IEEE J Biomed Health Inform. 2022 Oct;26(10):5165-5176. doi: 10.1109/JBHI.2022.3190494. Epub 2022 Oct 4.
Cerebral ventricles are one of the prominent structures in the brain, segmenting which can provide rich information for brain-related disease diagnosis. Unfortunately, cerebral ventricle segmentation in complex clinical cases, such as in the coexistence with other lesions/hemorrhages, remains unexplored. In this paper, we, for the first time, focus on cerebral ventricle segmentation with the presence of intra-ventricular hemorrhages (IVH). To overcome the occlusions formed by IVH, we propose a symmetry-aware deep learning approach inspired by contrastive self-supervised learning. Specifically, for each slice, we jointly employ the raw slice and the horizontally flipped slice as inputs and penalize the consistency loss between the corresponding segmentation maps in addition to their segmentation losses. In this way, the symmetry of cerebral ventricles is enforced to eliminate the occlusions brought by IVH. Extensive experimental results show that the proposed symmetry-aware deep learning approach achieves consistent performance improvements for ventricle segmentation in both normal (i.e. without IVH) and challenging cases (i.e. with IVH). Through evaluation of multiple backbone networks, we demonstrate the architecture-independence of the proposed approach for performance improvements. Moreover, we re-design an end-to-end version of symmetry-aware deep learning, making it more extendable to other approaches for brain-related analysis.
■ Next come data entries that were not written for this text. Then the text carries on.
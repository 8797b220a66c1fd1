//! Output formatting for CLI commands.

use colored::Colorize;
use serde::Serialize;
use tabled::{Table, Tabled};

/// Output format.
#[derive(Debug, Clone, Copy, Default, PartialEq, Eq)]
pub enum OutputFormat {
    /// Human-readable table format.
    #[default]
    Table,
    /// JSON format.
    Json,
}

/// Print rows in the specified format.
pub fn print_output<T: Serialize + Tabled>(data: &[T], format: OutputFormat) {
    match format {
        OutputFormat::Table => {
            if data.is_empty() {
                println!("{}", "No items found.".dimmed());
            } else {
                println!("{}", Table::new(data));
            }
        }
        OutputFormat::Json => println!("{}", format_json(data, "[]")),
    }
}

/// Print a single value as JSON regardless of format.
pub fn print_single<T: Serialize>(data: &T) {
    println!("{}", format_json(data, "{}"));
}

/// Print a success message.
pub fn print_success(message: &str) {
    println!("{} {}", "Success:".green().bold(), message);
}

/// Print an info message.
pub fn print_info(message: &str) {
    println!("{} {}", "Info:".blue().bold(), message);
}

fn format_json<T: Serialize + ?Sized>(data: &T, fallback: &str) -> String {
    serde_json::to_string_pretty(data).unwrap_or_else(|_| fallback.to_string())
}

/// `-` for missing values in table cells.
pub fn display_option(opt: &Option<String>) -> String {
    opt.as_deref().unwrap_or("-").to_string()
}

/// Trims RFC 3339 timestamps to minute precision for tables.
pub fn display_time(value: &Option<String>) -> String {
    match value.as_deref() {
        Some(raw) => chrono::DateTime::parse_from_rfc3339(raw)
            .map(|t| t.format("%Y-%m-%d %H:%M").to_string())
            .unwrap_or_else(|_| raw.to_string()),
        None => "-".to_string(),
    }
}
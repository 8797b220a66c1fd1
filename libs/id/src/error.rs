//! Error types for ID parsing.

use thiserror::Error;

/// Errors that can occur when parsing an ID string.
#[derive(Debug, Error, Clone, PartialEq, Eq)]
pub enum IdError {
    /// The ID string is empty.
    #[error("ID cannot be empty")]
    Empty,

    /// The ID carries a prefix belonging to a different ID type.
    #[error("invalid ID prefix: expected '{expected}', got '{actual}'")]
    InvalidPrefix {
        expected: &'static str,
        actual: String,
    },

    /// The ID is missing the underscore separator.
    #[error("ID missing underscore separator")]
    MissingSeparator,

    /// The ULID portion of the ID is invalid.
    #[error("invalid ULID: {0}")]
    InvalidUlid(String),
}

impl IdError {
    /// Returns true if this error indicates a prefix mismatch.
    pub fn is_prefix_error(&self) -> bool {
        matches!(self, IdError::InvalidPrefix { .. })
    }
}
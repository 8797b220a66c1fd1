//! HTTP API handlers and routing.

pub mod error;
mod health;
pub mod request_context;
mod v1;

use axum::{
    http::{header, Method},
    Router,
};
use tower::ServiceBuilder;
use tower_http::{
    cors::{Any, CorsLayer},
    trace::TraceLayer,
};

use crate::state::AppState;

/// Health probes at the root, admin operations under `/v1`.
pub fn create_router(state: AppState) -> Router {
    let cors = CorsLayer::new()
        .allow_methods([Method::GET, Method::POST])
        .allow_headers([header::CONTENT_TYPE])
        .allow_origin(Any);

    Router::new()
        .merge(health::routes())
        .nest("/v1", v1::routes())
        .layer(
            ServiceBuilder::new()
                .layer(TraceLayer::new_for_http())
                .layer(cors),
        )
        .with_state(state)
}
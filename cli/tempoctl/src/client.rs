//! HTTP client for the scheduler admin API.

use anyhow::{Context, Result};
use reqwest::header::{HeaderMap, HeaderValue, ACCEPT};
use serde::{de::DeserializeOwned, Deserialize};

use crate::error::CliError;

/// API client for the scheduler.
#[derive(Debug, Clone)]
pub struct ApiClient {
    client: reqwest::Client,
    base_url: String,
}

impl ApiClient {
    pub fn new(base_url: &str) -> Result<Self> {
        let mut headers = HeaderMap::new();
        headers.insert(ACCEPT, HeaderValue::from_static("application/json"));

        let client = reqwest::Client::builder()
            .default_headers(headers)
            .user_agent(concat!("tempoctl/", env!("CARGO_PKG_VERSION")))
            .build()
            .context("Failed to create HTTP client")?;

        Ok(Self {
            client,
            base_url: base_url.trim_end_matches('/').to_string(),
        })
    }

    /// Build a URL for an endpoint.
    fn url(&self, path: &str) -> String {
        format!("{}{}", self.base_url, path)
    }

    /// Make a GET request.
    pub async fn get<T: DeserializeOwned>(&self, path: &str) -> Result<T, CliError> {
        let response = self.client.get(self.url(path)).send().await?;

        self.handle_response(response).await
    }

    /// Make a POST request with no body. Admin triggers take their
    /// parameters in the query string.
    pub async fn post<T: DeserializeOwned>(&self, path: &str) -> Result<T, CliError> {
        let response = self.client.post(self.url(path)).send().await?;

        self.handle_response(response).await
    }

    /// Handle a successful or error response.
    async fn handle_response<T: DeserializeOwned>(
        &self,
        response: reqwest::Response,
    ) -> Result<T, CliError> {
        let status = response.status();

        if status.is_success() {
            response
                .json()
                .await
                .map_err(|e| CliError::Other(anyhow::anyhow!("Failed to parse response: {}", e)))
        } else {
            self.handle_error(response).await
        }
    }

    /// Handle a problem+json error response.
    async fn handle_error<T>(&self, response: reqwest::Response) -> Result<T, CliError> {
        let status = response.status().as_u16();

        let problem: ProblemResponse = response.json().await.unwrap_or_else(|_| ProblemResponse {
            code: "unknown".to_string(),
            detail: "Unknown error".to_string(),
            request_id: None,
            retryable: false,
        });

        Err(CliError::api(
            status,
            problem.code,
            problem.detail,
            problem.request_id,
            problem.retryable,
        ))
    }
}

/// RFC 7807 body returned by the scheduler.
#[derive(Debug, Deserialize)]
struct ProblemResponse {
    code: String,
    detail: String,
    #[serde(default)]
    request_id: Option<String>,
    #[serde(default)]
    retryable: bool,
}
//! tempo scheduler
//!
//! Opens and closes time-windowed polls on a fixed rotation. Every replica
//! runs the same job loops; a shared lock table decides which replica does
//! the work for each firing.

use std::sync::Arc;

use anyhow::Result;
use tempo_scheduler::{
    api,
    clock::{SharedClock, SystemClock},
    config::{self, StorageBackend},
    db::Database,
    jobs::{JobOrchestrator, JobRunner},
    locks::{LockRegistry, LockStore, MemoryLockStore},
    polls::{MemoryPollRepository, PollRepository},
    rotation::RotationEngine,
    state::AppState,
};
use tokio::sync::watch;
use tracing::{error, info, warn};
use tracing_subscriber::{layer::SubscriberExt, util::SubscriberInitExt, EnvFilter};

#[tokio::main]
async fn main() -> Result<()> {
    let config = config::Config::from_env()?;

    // Initialize tracing (prefer RUST_LOG, fallback to TEMPO_LOG_LEVEL)
    tracing_subscriber::registry()
        .with(EnvFilter::try_from_default_env().unwrap_or_else(|_| config.log_level.clone().into()))
        .with(tracing_subscriber::fmt::layer().json())
        .init();

    info!("Starting tempo scheduler");
    info!(
        listen_addr = %config.listen_addr,
        instance_id = %config.instance_id,
        storage = ?config.storage,
        "Configuration loaded"
    );

    let (db, lock_store, polls): (Option<Database>, Arc<dyn LockStore>, Arc<dyn PollRepository>) =
        match config.storage {
            StorageBackend::Postgres => {
                let db = match Database::connect(&config.database).await {
                    Ok(db) => {
                        info!("Database connection established");
                        db
                    }
                    Err(e) => {
                        error!(error = %e, "Failed to connect to database");
                        return Err(e.into());
                    }
                };

                // Run migrations in dev mode
                if config.dev_mode {
                    info!("Running database migrations (dev mode)");
                    if let Err(e) = db.run_migrations().await {
                        error!(error = %e, "Failed to run migrations");
                        return Err(e.into());
                    }
                }

                let lock_store: Arc<dyn LockStore> = Arc::new(db.lock_store());
                let polls: Arc<dyn PollRepository> = Arc::new(db.poll_repository());
                (Some(db), lock_store, polls)
            }
            StorageBackend::Memory => {
                warn!("Using in-memory storage; locks are not shared with other replicas");
                let lock_store: Arc<dyn LockStore> = Arc::new(MemoryLockStore::new());
                let polls: Arc<dyn PollRepository> = Arc::new(MemoryPollRepository::new());
                (None, lock_store, polls)
            }
        };

    let clock: SharedClock = Arc::new(SystemClock);
    let collaborators = config.collaborators.build(&config.rotation.categories)?;

    let locks = LockRegistry::new(lock_store, config.instance_id.clone(), clock.clone());
    let engine = RotationEngine::new(
        polls.clone(),
        collaborators.signals,
        collaborators.generator,
        clock.clone(),
        config.rotation.clone(),
    );
    let runner = Arc::new(JobRunner::new(
        locks,
        engine,
        collaborators.notifier,
        config.jobs.clone(),
    ));

    let (shutdown_tx, shutdown_rx) = watch::channel(false);

    // Startup rotation, then one timer loop per job
    let orchestrator = JobOrchestrator::new(runner.clone(), config.schedule.clone(), clock);
    let job_handles = orchestrator.start(shutdown_rx.clone()).await;

    let app = api::create_router(AppState::new(runner, polls, db));

    let listener = tokio::net::TcpListener::bind(&config.listen_addr).await?;
    info!(addr = %config.listen_addr, "Listening for connections");

    let server_handle = tokio::spawn(async move {
        axum::serve(listener, app)
            .with_graceful_shutdown(async move {
                let mut shutdown_rx = shutdown_rx;
                loop {
                    if *shutdown_rx.borrow() {
                        break;
                    }
                    if shutdown_rx.changed().await.is_err() {
                        break;
                    }
                }
                info!("HTTP server shutting down");
            })
            .await
    });

    // Ctrl+C, or the server stopping on its own
    tokio::select! {
        _ = tokio::signal::ctrl_c() => {
            info!("Received shutdown signal");
        }
        result = server_handle => {
            match result {
                Ok(Ok(())) => info!("Server exited normally"),
                Ok(Err(e)) => error!(error = %e, "Server error"),
                Err(e) => error!(error = %e, "Server task panicked"),
            }
        }
    }

    let _ = shutdown_tx.send(true);

    // A job body in flight finishes (and releases its lock) before its loop exits
    info!("Waiting for job loops to shut down...");
    let shutdown_timeout = std::time::Duration::from_secs(10);

    for job in job_handles {
        if let Err(e) = tokio::time::timeout(shutdown_timeout, job.handle).await {
            warn!(job = %job.job, error = %e, "Job loop did not shut down in time");
        }
    }

    info!("Scheduler shutdown complete");
    Ok(())
}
脑室内是大脑的一个重要结构,对其进行分割可以为脑相关疾病的诊断提供丰富的信息。不幸的是,在复杂的临床情况下(如合并其他病变/出血),脑室内的分割仍然没有得到探索。在本文中,我们首次专注于存在脑室内出血(IVH)的脑室内分割。为了克服 IVH 形成的闭塞,我们提出了一种基于对比自监督学习的对称感知深度学习方法。具体来说,对于每一层,我们联合使用原始切片和水平翻转的切片作为输入,并在分割损失之外惩罚对应分割图之间的一致性损失。通过这种方式,强制了脑室内的对称性,以消除 IVH 带来的闭塞。广泛的实验结果表明,所提出的对称感知深度学习方法在正常(即无 IVH)和具有挑战性的情况下(即有 IVH)的心室分割中都能实现一致的性能提升。通过对多个骨干网络的评估,我们证明了所提出的方法在性能提升方面具有架构独立性。此外,我们重新设计了一个端到端的对称感知深度学习版本,使其更易于扩展到其他脑相关分析方法。